▶ **Collected data entries**:
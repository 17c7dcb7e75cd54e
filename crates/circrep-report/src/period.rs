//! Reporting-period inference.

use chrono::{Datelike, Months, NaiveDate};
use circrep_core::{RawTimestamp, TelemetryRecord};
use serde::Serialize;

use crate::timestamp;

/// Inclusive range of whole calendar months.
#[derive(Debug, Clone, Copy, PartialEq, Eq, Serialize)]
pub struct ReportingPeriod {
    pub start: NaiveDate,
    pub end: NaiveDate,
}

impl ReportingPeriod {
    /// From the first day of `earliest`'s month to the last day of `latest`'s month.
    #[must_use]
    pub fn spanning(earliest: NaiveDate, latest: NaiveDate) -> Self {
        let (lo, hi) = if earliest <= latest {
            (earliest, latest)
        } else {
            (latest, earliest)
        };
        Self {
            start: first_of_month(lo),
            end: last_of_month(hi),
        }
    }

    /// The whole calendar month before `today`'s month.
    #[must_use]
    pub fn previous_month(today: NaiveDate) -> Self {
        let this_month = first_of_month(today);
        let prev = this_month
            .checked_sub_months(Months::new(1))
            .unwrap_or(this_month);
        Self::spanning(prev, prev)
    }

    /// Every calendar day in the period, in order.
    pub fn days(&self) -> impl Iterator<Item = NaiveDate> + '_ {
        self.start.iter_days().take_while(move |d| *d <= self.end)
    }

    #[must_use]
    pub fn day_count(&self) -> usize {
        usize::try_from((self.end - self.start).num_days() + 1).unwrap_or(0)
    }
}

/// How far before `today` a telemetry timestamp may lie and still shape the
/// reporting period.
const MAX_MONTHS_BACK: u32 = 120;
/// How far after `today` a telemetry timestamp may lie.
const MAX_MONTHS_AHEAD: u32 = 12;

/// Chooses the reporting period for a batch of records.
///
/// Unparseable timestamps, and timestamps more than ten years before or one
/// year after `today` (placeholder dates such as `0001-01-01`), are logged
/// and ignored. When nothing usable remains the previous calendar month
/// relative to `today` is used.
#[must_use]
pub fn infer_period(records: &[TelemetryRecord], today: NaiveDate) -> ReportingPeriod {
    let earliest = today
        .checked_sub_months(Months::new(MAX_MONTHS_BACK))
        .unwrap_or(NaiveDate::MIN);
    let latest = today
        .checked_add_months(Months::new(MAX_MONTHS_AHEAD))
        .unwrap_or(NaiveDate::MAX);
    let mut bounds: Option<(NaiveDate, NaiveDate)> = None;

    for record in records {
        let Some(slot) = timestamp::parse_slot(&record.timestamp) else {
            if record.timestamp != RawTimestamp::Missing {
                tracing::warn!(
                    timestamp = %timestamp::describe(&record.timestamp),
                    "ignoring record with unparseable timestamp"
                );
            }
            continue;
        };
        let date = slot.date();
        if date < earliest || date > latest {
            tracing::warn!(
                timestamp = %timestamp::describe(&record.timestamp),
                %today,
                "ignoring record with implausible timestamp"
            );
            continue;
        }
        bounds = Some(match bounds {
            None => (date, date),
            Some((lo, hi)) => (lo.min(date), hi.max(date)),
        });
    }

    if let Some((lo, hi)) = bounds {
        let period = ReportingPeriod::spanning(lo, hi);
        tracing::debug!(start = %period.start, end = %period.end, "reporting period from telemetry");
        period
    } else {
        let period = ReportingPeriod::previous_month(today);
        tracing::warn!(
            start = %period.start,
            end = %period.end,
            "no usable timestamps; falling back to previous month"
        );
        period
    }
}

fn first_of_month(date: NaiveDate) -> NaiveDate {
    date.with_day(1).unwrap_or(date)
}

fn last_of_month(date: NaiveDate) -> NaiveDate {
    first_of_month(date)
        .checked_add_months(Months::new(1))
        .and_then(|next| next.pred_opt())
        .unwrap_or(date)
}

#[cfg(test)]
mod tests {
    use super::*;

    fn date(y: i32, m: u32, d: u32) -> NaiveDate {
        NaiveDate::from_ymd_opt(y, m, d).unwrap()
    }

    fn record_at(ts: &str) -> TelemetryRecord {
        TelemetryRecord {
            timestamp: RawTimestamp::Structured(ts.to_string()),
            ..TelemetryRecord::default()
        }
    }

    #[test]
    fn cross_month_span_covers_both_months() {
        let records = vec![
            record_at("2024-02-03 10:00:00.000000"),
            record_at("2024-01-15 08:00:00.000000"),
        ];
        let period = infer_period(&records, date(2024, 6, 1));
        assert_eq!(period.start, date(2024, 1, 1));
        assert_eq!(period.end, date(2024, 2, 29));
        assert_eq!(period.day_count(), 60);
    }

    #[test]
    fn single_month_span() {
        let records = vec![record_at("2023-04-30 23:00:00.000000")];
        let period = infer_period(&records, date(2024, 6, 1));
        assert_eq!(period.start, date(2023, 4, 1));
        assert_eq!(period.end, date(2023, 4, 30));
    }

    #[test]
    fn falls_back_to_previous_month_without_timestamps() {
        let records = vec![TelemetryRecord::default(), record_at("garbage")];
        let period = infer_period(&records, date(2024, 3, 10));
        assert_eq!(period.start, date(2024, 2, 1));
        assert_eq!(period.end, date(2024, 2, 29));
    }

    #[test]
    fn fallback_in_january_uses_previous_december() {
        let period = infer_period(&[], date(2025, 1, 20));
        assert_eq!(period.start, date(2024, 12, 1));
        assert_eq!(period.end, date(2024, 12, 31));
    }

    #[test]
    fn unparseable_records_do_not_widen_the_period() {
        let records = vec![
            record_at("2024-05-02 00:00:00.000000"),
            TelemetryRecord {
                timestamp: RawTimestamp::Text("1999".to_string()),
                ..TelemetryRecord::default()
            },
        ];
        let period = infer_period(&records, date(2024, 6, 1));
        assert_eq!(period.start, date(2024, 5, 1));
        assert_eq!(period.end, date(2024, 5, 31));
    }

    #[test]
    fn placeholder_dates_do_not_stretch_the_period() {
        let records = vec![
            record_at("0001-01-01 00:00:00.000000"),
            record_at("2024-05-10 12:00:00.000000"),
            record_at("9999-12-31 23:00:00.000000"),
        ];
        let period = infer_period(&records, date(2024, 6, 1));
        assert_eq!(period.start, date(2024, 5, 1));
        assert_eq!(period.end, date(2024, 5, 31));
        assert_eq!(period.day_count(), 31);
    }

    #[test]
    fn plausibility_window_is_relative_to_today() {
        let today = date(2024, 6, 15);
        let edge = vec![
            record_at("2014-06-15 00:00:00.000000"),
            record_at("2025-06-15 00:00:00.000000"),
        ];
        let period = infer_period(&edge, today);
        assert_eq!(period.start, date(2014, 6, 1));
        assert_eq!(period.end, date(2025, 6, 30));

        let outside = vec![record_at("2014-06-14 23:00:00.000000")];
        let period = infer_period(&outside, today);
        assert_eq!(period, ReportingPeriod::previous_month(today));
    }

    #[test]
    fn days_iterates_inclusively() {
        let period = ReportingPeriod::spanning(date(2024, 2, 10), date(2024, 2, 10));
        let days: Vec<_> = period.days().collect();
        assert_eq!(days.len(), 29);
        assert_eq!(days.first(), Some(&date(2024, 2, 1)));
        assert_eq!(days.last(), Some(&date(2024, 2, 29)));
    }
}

▶ **EXERCISE AIM**: In the entries above, find the line holding "assert_eq!(period.start, date(2014, 6, 1));" and the line holding "let period = infer_period(&outside, today);", then retype exactly those two lines and every line between them, and nothing else.

▶ **ANSWER FOR THE TASK**:
        assert_eq!(period.start, date(2014, 6, 1));
        assert_eq!(period.end, date(2025, 6, 30));

        let outside = vec![record_at("2014-06-14 23:00:00.000000")];
        let period = infer_period(&outside, today);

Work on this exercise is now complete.